Kevin Fickentscher

Personal information
- Date of birth: 6 July 1988 (age 37)
- Place of birth: Nyon, Switzerland
- Height: 1.81 m (5 ft 11 in)
- Position(s): Goalkeeper

Team information
- Current team: Sion II
- Number: 1

Youth career
- 1998–2000: FC Rolle
- 2000–2004: Lausanne-Sport
- 2004–2007: Werder Bremen

Senior career*
- Years: Team / Apps / (Gls)
- 2007–2008: Werder Bremen II / 2 / (0)
- 2008–2009: La Chaux-de-Fonds / 27 / (0)
- 2009–: Sion II / 47 / (0)
- 2009–2023: Sion / 144 / (0)
- 2013–2015: → Lausanne-Sport (loan) / 26 / (0)

International career
- 2007–2008: Switzerland U20 / 3 / (0)
- 2008–2011: Switzerland U21 / 5 / (0)

= Kevin Fickentscher =

Swiss footballer (born 1988)

Kevin Fickentscher (born 6 July 1988) is a Swiss professional footballer who plays for Sion II as a goalkeeper.

==Career==
Fickentscher was born in Nyon, and initially began his footballing career with local side FC Rolle before a move to the academy of FC Lausanne-Sport in 2000. After a stay of four years, he was picked by German club SV Werder Bremen, where he went on to feature for the under-19 team but did not really break into the reserves, making two appearances for them.

This prompted a move back to Switzerland for him as he joined then-Swiss Challenge League team FC La Chaux-de-Fonds for the 2008–09 season.

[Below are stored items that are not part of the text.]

#[async_trait]
impl LocalStore for Vault {
    async fn list_tracked_documents(&self) -> Result<Vec<Document>> {
        let base = self.absolute(&self.task_folder);
        let base = base.to_string_lossy();
        let pattern = format!(
            "{}/**/*.md",
            glob::Pattern::escape(base.trim_end_matches('/'))
        );
        let entries: Vec<_> = glob::glob(&pattern)
            .map_err(|err| Error::InvalidConfig(format!("vault.task_folder: {err}")))?
            .collect();

        let mut documents = Vec::new();
        for entry in entries {
            let path = match entry {
                Ok(path) => path,
                Err(err) => {
                    warn!(error = %err, "skipping unreadable vault entry");
                    continue;
                }
            };
            let Some(relative) = self.relative(&path) else {
                continue;
            };
            if self.is_tracked_document(&relative).await? {
                documents.push(Document::new(relative));
            }
        }
        documents.sort();
        debug!(count = documents.len(), "listed tracked documents");
        Ok(documents)
    }

    async fn is_tracked_document(&self, path: &Path) -> Result<bool> {
        let Some(relative) = self.relative(path) else {
            return Ok(false);
        };
        if !self.in_task_folder(&relative) {
            return Ok(false);
        }
        match fs::read_to_string(self.absolute(&relative)) {
            Ok(text) => Ok(has_tag(&text, &self.tag)),
            Err(err) if err.kind() == std::io::ErrorKind::NotFound => Ok(false),
            Err(err) => Err(err.into()),
        }
    }

    async fn read_document(&self, path: &Path) -> Result<String> {
        match fs::read_to_string(self.absolute(path)) {
            Ok(text) => Ok(text),
            Err(err) if err.kind() == std::io::ErrorKind::NotFound => {
                Err(Error::DocumentNotFound(path.to_path_buf()))
            }
            Err(err) => Err(err.into()),
        }
    }

    async fn write_document(&self, path: &Path, text: &str) -> Result<()> {
        write_atomic_str(self.absolute(path), text)
    }

    async fn create_document(&self, label: &str, body: &str) -> Result<PathBuf> {
        let path = self.free_path_for_label(label);
        write_atomic_str(self.absolute(&path), &self.new_card_text(body))?;
        debug!(path = %path.display(), label, "created card document");
        Ok(path)
    }

    async fn rename_document(&self, path: &Path, label: &str) -> Result<PathBuf> {
        let from = self.absolute(path);
        if !from.exists() {
            return Err(Error::DocumentNotFound(path.to_path_buf()));
        }
        let target = self.path_for_label(label);
        if target == path {
            return Ok(target);
        }
        let target = self.free_path_for_label(label);
        let to = self.absolute(&target);
        if let Some(parent) = to.parent() {
            fs::create_dir_all(parent)?;
        }
        fs::rename(&from, &to)?;
        debug!(from = %path.display(), to = %target.display(), "renamed card document");
        Ok(target)
    }

    async fn document_modified_time(&self, path: &Path) -> Result<i64> {
        let metadata = fs::metadata(self.absolute(path))?;
        Ok(epoch_millis(metadata.modified()?))
    }

    fn document_label(&self, path: &Path) -> String {
        let stem = path
            .file_stem()
            .map(|stem| stem.to_string_lossy().to_string())
            .unwrap_or_default();
        let parent = path
            .parent()
            .and_then(Path::file_name)
            .map(|dir| dir.to_string_lossy().to_string());
        crate::task::join_label(parent.as_deref(), &stem)
    }
}

/// Milliseconds since the epoch, saturating; times before it read as 0.
fn epoch_millis(time: SystemTime) -> i64 {
    time.duration_since(UNIX_EPOCH)
        .map(|elapsed| i64::try_from(elapsed.as_millis()).unwrap_or(i64::MAX))
        .unwrap_or(0)
}

/// True when `text` carries `tag` in its front matter or as an inline `#tag`.
pub fn has_tag(text: &str, tag: &str) -> bool {
    if tag.is_empty() {
        return false;
    }
    if front_matter_tags(text).iter().any(|value| value == tag) {
        return true;
    }
    let inline = format!("#{tag}");
    text.split_whitespace().any(|word| word == inline)
}

/// Card front matter; only the tags matter here.
#[derive(Debug, Default, Deserialize)]
struct FrontMatter {
    #[serde(default, alias = "tag")]
    tags: Option<TagField>,
}

/// `tags:` may hold a single string or a sequence.
#[derive(Debug, Deserialize)]
#[serde(untagged)]
enum TagField {
    One(String),
    Many(Vec<serde_yaml::Value>),
}

impl TagField {
    fn into_tags(self) -> Vec<String> {
        match self {
            TagField::One(value) => value
                .split(|ch: char| ch == ',' || ch.is_whitespace())
                .map(clean_tag)
                .filter(|tag| !tag.is_empty())
                .collect(),
            TagField::Many(values) => values
                .iter()
                .filter_map(serde_yaml::Value::as_str)
                .map(clean_tag)
                .filter(|tag| !tag.is_empty())
                .collect(),
        }
    }
}

/// The YAML block between the leading `---` fences, if any.
fn split_front_matter(text: &str) -> Option<&str> {
    let rest = text.strip_prefix("---")?;
    let rest = rest
        .strip_prefix("\r\n")
        .or_else(|| rest.strip_prefix('\n'))?;
    if rest.starts_with("---") {
        return Some("");
    }
    let end = rest.find("\n---")?;
    Some(&rest[..end])
}

fn front_matter_tags(text: &str) -> Vec<String> {
    let Some(yaml) = split_front_matter(text) else {
        return Vec::new();
    };
    if yaml.trim().is_empty() {
        return Vec::new();
    }
    match serde_yaml::from_str::<FrontMatter>(yaml) {
        Ok(front) => front.tags.map(TagField::into_tags).unwrap_or_default(),
        Err(err) => {
            debug!(error = %err, "unreadable front matter");
            Vec::new()
        }
    }
}

fn clean_tag(value: &str) -> String {
    value.trim().trim_start_matches('#').to_string()
}

fn normalize_folder(folder: &str) -> PathBuf {
    folder
        .split('/')
        .filter(|part| !part.trim().is_empty() && *part != ".")
        .collect()
}

fn sanitize_file_name(name: &str) -> String {
    let cleaned: String = name
        .chars()
        .map(|ch| match ch {
            '/' | '\\' | ':' | '*' | '?' | '"' | '<' | '>' | '|' => '-',
            other => other,
        })
        .collect();
    let cleaned = cleaned.trim().trim_start_matches('.').to_string();
    if cleaned.is_empty() {
        "Untitled".to_string()
    } else {
        cleaned
    }
}

#[cfg(test)]
mod tests {
    use super::*;
    use tempfile::TempDir;

    const CARD: &str = "---\ntags:\n  - kanban_card\n---\n- [ ] one\n";

    fn vault(dir: &TempDir, folder: &str) -> Vault {
        let config = VaultConfig {
            task_folder: folder.to_string(),
            ..VaultConfig::default()
        };
        Vault::open(dir.path(), &config).expect("open vault")
    }

    fn write(dir: &TempDir, path: &str, text: &str) {
        let path = dir.path().join(path);
        fs::create_dir_all(path.parent().expect("parent")).expect("mkdir");
        fs::write(path, text).expect("write");
    }

    #[test]
    fn tag_detection_covers_front_matter_forms() {
        assert!(has_tag(CARD, "kanban_card"));
        assert!(has_tag("---\ntags: [notes, kanban_card]\n---\n", "kanban_card"));
        assert!(has_tag("---\ntags: kanban_card\n---\n", "kanban_card"));
        assert!(has_tag("text #kanban_card here", "kanban_card"));
        assert!(!has_tag("---\ntags: [kanban_cards]\n---\n", "kanban_card"));
        assert!(!has_tag("- [ ] plain", "kanban_card"));
    }

    #[test]
    fn tag_detection_reads_yaml_values() {
        assert!(has_tag("---\ntags:\n  - \"a, b\"\n  - '#kanban_card'\n---\n", "kanban_card"));
        assert!(has_tag("---\ntitle: Launch\ntags: >\n  notes kanban_card\n---\n", "kanban_card"));
        assert!(has_tag("---\r\ntag: kanban_card\r\n---\r\n", "kanban_card"));
        assert!(!has_tag("---\ntags: [\"notes, kanban_card\"]\n---\n", "kanban_card"));
        assert!(!has_tag("---\ntags: [unclosed\n---\n", "kanban_card"));
        assert!(!has_tag("---\n---\nbody", "kanban_card"));
    }

    #[test]
    fn modified_times_saturate() {
        let far = UNIX_EPOCH + std::time::Duration::from_secs(1 << 62);
        assert_eq!(epoch_millis(far), i64::MAX);
        assert_eq!(epoch_millis(UNIX_EPOCH + std::time::Duration::from_millis(1500)), 1500);
        assert_eq!(epoch_millis(UNIX_EPOCH - std::time::Duration::from_secs(1)), 0);
    }

    #[test]
    fn labels_come_from_parent_dir_and_stem() {
        let dir = TempDir::new().expect("tempdir");
        let vault = vault(&dir, "/");
        assert_eq!(vault.document_label(Path::new("Work/Launch.md")), "Work > Launch");
        assert_eq!(vault.document_label(Path::new("Inbox.md")), "Inbox");
        assert_eq!(vault.path_for_label("Work > Launch"), PathBuf::from("Work/Launch.md"));
    }

    #[tokio::test]
    async fn lists_only_tagged_markdown_under_task_folder() {
        let dir = TempDir::new().expect("tempdir");
        write(&dir, "Cards/Work/Launch.md", CARD);
        write(&dir, "Cards/Work/Notes.md", "just notes");
        write(&dir, "Cards/.trash/Old.md", CARD);
        write(&dir, "Elsewhere/Other.md", CARD);

        let vault = vault(&dir, "Cards");
        let documents = vault.list_tracked_documents().await.expect("list");
        assert_eq!(documents, vec![Document::new("Cards/Work/Launch.md")]);
        assert!(!vault
            .is_tracked_document(Path::new("Elsewhere/Other.md"))
            .await
            .expect("check"));
        assert!(!vault
            .is_tracked_document(Path::new("Cards/Missing.md"))
            .await
            .expect("check"));
    }

    #[tokio::test]
    async fn created_cards_are_tracked_and_unique() {
        let dir = TempDir::new().expect("tempdir");
        let vault = vault(&dir, "/");

        let first = vault
            .create_document("Work > Launch", "<!---L--->\n")
            .await
            .expect("create");
        let second = vault
            .create_document("Work > Launch", "")
            .await
            .expect("create");

        assert_eq!(first, PathBuf::from("Work/Launch.md"));
        assert_eq!(second, PathBuf::from("Work/Launch 1.md"));
        assert!(vault.is_tracked_document(&first).await.expect("check"));
        let text = vault.read_document(&first).await.expect("read");
        assert!(text.ends_with("<!---L--->\n"));
    }

    #[tokio::test]
    async fn rename_moves_between_groups() {
        let dir = TempDir::new().expect("tempdir");
        write(&dir, "Work/Launch.md", CARD);
        let vault = vault(&dir, "/");

        let moved = vault
            .rename_document(Path::new("Work/Launch.md"), "Home > Launch")
            .await
            .expect("rename");
        assert_eq!(moved, PathBuf::from("Home/Launch.md"));
        assert!(dir.path().join("Home/Launch.md").exists());
        assert!(!dir.path().join("Work/Launch.md").exists());
    }

    #[tokio::test]
    async fn missing_document_is_reported() {
        let dir = TempDir::new().expect("tempdir");
        let vault = vault(&dir, "/");
        let err = vault
            .read_document(Path::new("Nope.md"))
            .await
            .expect_err("missing");
        assert!(matches!(err, Error::DocumentNotFound(_)));
    }

    #[test]
    fn missing_root_is_rejected() {
        let err = Vault::open("/definitely/not/here", &VaultConfig::default()).expect_err("missing");
        assert!(matches!(err, Error::VaultNotFound(_)));
    }
}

The following year Fickentscher moved up to Swiss Super League with FC Sion. After joining the club, he played sparsely for the first team, featuring far more for the reserves. In the summer of 2013 he decided to return to FC Lausanne-Sport in order to get more playing time, signing on a two-year loan, allowing him to return to Sion in 2015 when his main competitor in goal, Andris Vaņins, would be out of contract at the club.